§ Exercise goal
Look for the word "tracing" in the records, and copy each line where it appears.

Input data: Begin

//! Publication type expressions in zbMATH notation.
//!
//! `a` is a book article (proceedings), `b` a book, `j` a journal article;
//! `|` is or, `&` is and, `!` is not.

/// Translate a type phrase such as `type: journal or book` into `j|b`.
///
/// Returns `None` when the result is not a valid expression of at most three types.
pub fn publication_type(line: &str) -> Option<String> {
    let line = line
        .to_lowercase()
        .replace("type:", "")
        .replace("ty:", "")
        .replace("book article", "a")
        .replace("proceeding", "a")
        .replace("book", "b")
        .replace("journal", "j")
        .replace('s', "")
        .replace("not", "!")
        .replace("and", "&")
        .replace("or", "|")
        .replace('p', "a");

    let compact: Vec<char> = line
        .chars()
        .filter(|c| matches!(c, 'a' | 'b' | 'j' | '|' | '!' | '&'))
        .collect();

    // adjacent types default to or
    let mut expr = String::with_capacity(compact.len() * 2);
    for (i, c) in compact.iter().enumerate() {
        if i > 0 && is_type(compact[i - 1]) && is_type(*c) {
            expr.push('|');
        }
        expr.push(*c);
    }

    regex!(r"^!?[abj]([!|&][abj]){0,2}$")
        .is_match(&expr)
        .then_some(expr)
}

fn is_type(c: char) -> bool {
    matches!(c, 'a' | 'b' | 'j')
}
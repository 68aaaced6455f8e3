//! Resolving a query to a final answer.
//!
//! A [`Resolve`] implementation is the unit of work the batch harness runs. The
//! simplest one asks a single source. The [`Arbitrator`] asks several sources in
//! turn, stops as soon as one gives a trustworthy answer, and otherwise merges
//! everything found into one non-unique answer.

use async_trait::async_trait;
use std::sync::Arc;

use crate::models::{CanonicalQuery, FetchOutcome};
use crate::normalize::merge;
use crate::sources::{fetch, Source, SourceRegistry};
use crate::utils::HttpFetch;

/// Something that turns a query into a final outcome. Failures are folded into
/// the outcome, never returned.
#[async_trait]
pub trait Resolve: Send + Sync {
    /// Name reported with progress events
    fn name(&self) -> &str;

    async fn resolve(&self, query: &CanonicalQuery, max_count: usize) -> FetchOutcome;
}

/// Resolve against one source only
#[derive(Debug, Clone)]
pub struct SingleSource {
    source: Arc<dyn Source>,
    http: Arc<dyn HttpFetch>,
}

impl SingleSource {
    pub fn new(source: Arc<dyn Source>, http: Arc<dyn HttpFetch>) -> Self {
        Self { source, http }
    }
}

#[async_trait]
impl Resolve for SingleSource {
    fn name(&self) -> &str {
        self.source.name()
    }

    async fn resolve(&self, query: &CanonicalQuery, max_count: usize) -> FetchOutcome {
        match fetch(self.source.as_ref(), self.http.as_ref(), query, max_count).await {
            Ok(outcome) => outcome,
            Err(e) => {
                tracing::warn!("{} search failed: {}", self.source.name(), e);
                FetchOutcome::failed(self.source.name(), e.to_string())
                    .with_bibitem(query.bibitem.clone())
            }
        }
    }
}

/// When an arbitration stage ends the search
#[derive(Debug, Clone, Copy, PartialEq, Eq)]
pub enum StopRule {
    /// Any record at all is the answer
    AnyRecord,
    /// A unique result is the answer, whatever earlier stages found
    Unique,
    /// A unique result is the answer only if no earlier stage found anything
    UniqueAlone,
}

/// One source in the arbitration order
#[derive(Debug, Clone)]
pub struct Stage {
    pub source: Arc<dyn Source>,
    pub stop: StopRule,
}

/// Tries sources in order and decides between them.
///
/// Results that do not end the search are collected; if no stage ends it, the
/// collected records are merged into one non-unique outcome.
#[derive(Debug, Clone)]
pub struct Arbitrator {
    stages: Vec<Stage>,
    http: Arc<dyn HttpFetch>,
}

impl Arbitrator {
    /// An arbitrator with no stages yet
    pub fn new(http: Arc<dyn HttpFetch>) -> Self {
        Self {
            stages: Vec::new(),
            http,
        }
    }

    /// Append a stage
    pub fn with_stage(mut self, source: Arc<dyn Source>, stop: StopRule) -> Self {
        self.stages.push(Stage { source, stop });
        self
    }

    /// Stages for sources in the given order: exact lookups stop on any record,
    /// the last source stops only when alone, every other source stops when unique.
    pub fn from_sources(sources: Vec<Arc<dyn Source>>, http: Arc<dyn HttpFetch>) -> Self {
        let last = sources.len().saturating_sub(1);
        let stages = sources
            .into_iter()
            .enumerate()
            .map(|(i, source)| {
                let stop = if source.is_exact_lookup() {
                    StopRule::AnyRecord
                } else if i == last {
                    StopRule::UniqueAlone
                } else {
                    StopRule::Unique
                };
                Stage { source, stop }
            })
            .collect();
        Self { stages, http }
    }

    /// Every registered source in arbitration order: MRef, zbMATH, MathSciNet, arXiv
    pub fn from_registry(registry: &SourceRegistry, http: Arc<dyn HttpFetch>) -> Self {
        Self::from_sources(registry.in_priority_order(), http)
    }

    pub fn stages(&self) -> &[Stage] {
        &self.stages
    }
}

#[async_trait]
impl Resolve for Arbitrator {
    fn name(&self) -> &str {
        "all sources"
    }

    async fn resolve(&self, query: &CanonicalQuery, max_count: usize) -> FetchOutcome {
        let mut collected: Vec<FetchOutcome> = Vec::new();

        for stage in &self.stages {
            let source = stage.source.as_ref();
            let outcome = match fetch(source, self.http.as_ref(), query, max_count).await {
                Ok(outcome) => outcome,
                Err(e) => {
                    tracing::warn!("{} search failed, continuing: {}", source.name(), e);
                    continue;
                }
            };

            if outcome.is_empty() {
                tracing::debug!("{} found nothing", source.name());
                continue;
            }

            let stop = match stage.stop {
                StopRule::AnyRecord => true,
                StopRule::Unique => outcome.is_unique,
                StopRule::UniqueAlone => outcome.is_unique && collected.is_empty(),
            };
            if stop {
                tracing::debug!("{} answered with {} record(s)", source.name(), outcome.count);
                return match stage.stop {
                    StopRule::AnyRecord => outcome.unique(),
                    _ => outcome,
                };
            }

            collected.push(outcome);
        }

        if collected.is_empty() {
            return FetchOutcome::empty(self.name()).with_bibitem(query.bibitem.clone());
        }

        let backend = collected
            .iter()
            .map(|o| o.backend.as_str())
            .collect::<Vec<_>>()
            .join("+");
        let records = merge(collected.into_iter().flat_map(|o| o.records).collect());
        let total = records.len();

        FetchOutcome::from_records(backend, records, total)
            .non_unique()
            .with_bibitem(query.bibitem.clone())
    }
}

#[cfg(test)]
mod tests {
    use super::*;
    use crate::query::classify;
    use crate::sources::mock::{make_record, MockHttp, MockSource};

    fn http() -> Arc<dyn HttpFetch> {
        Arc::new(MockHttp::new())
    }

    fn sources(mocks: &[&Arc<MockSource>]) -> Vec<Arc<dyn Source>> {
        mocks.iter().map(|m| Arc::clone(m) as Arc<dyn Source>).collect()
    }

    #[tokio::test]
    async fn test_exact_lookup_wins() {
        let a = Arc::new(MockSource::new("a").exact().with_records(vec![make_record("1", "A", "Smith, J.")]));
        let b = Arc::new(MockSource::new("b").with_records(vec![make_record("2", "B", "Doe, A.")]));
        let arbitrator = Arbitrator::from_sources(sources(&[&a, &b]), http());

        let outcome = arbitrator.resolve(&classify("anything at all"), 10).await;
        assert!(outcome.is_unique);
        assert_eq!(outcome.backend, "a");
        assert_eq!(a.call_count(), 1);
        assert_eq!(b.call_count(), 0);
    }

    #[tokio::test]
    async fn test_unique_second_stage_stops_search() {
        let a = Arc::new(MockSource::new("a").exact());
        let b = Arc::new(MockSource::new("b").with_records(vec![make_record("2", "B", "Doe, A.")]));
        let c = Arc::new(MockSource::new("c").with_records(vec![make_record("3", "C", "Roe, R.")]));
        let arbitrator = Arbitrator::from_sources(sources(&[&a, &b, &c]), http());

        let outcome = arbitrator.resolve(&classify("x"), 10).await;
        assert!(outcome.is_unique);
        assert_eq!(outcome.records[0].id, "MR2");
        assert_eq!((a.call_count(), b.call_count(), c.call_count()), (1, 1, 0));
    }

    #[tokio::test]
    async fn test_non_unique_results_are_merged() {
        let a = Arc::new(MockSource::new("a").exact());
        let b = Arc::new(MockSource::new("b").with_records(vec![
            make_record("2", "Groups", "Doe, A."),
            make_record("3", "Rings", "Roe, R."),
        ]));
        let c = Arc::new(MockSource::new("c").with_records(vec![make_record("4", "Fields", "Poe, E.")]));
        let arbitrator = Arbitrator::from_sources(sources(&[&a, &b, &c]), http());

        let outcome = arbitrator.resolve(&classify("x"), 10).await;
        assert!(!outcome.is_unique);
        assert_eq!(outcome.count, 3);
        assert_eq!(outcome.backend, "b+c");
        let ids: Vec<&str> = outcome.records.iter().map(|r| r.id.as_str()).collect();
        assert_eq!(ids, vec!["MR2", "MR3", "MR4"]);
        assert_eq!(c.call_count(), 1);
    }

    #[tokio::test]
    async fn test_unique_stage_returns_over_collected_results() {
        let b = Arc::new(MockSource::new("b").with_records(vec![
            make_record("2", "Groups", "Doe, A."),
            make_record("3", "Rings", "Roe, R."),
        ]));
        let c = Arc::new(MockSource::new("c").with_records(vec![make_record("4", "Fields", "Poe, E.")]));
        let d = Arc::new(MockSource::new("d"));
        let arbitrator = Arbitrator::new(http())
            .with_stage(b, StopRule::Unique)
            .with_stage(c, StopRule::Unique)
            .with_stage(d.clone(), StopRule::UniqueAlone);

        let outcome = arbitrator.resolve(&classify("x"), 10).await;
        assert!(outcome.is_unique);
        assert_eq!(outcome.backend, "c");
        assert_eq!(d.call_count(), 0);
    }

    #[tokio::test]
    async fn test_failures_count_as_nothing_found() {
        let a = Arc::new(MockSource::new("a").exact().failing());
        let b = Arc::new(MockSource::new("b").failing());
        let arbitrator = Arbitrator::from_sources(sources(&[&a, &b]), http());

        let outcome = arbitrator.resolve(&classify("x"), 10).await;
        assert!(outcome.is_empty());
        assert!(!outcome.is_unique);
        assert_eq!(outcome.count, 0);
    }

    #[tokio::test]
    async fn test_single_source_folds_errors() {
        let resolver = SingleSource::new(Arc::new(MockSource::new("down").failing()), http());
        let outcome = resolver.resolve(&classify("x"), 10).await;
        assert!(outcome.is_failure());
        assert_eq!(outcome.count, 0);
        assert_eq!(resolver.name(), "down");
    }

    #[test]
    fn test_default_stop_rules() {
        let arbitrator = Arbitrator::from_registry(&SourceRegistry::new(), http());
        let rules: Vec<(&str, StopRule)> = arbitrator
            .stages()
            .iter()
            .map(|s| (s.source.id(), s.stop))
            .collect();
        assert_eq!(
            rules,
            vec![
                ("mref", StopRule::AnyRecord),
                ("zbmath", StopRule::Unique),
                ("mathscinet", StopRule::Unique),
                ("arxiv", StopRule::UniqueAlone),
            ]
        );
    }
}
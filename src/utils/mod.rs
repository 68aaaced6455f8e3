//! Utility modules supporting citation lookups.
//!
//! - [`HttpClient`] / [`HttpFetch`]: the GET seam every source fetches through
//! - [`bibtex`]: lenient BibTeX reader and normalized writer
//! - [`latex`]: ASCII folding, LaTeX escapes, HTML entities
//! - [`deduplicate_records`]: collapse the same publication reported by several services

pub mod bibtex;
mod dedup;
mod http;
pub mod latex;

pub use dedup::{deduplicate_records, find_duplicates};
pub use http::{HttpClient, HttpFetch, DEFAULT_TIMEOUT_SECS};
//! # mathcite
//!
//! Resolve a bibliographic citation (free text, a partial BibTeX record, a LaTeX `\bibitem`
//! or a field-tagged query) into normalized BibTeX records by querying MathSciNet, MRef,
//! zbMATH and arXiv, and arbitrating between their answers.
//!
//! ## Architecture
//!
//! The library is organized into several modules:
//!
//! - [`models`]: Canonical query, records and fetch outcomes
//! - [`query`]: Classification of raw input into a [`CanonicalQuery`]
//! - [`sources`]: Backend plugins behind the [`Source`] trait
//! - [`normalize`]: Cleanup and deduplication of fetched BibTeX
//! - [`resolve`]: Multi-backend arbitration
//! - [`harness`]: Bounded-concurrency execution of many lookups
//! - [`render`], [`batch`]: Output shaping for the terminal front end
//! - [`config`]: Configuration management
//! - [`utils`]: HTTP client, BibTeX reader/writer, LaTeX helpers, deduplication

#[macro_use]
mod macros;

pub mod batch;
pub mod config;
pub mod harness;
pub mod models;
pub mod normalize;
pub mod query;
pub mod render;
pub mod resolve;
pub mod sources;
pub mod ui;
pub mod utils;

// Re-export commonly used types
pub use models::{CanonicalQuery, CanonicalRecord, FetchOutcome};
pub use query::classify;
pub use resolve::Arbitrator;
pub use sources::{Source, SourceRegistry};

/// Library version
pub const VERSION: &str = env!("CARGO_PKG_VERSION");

Input data: End

§ Exercise response
                tracing::warn!("{} search failed: {}", self.source.name(), e);
                    tracing::warn!("{} search failed, continuing: {}", source.name(), e);
                tracing::debug!("{} found nothing", source.name());
                tracing::debug!("{} answered with {} record(s)", source.name(), outcome.count);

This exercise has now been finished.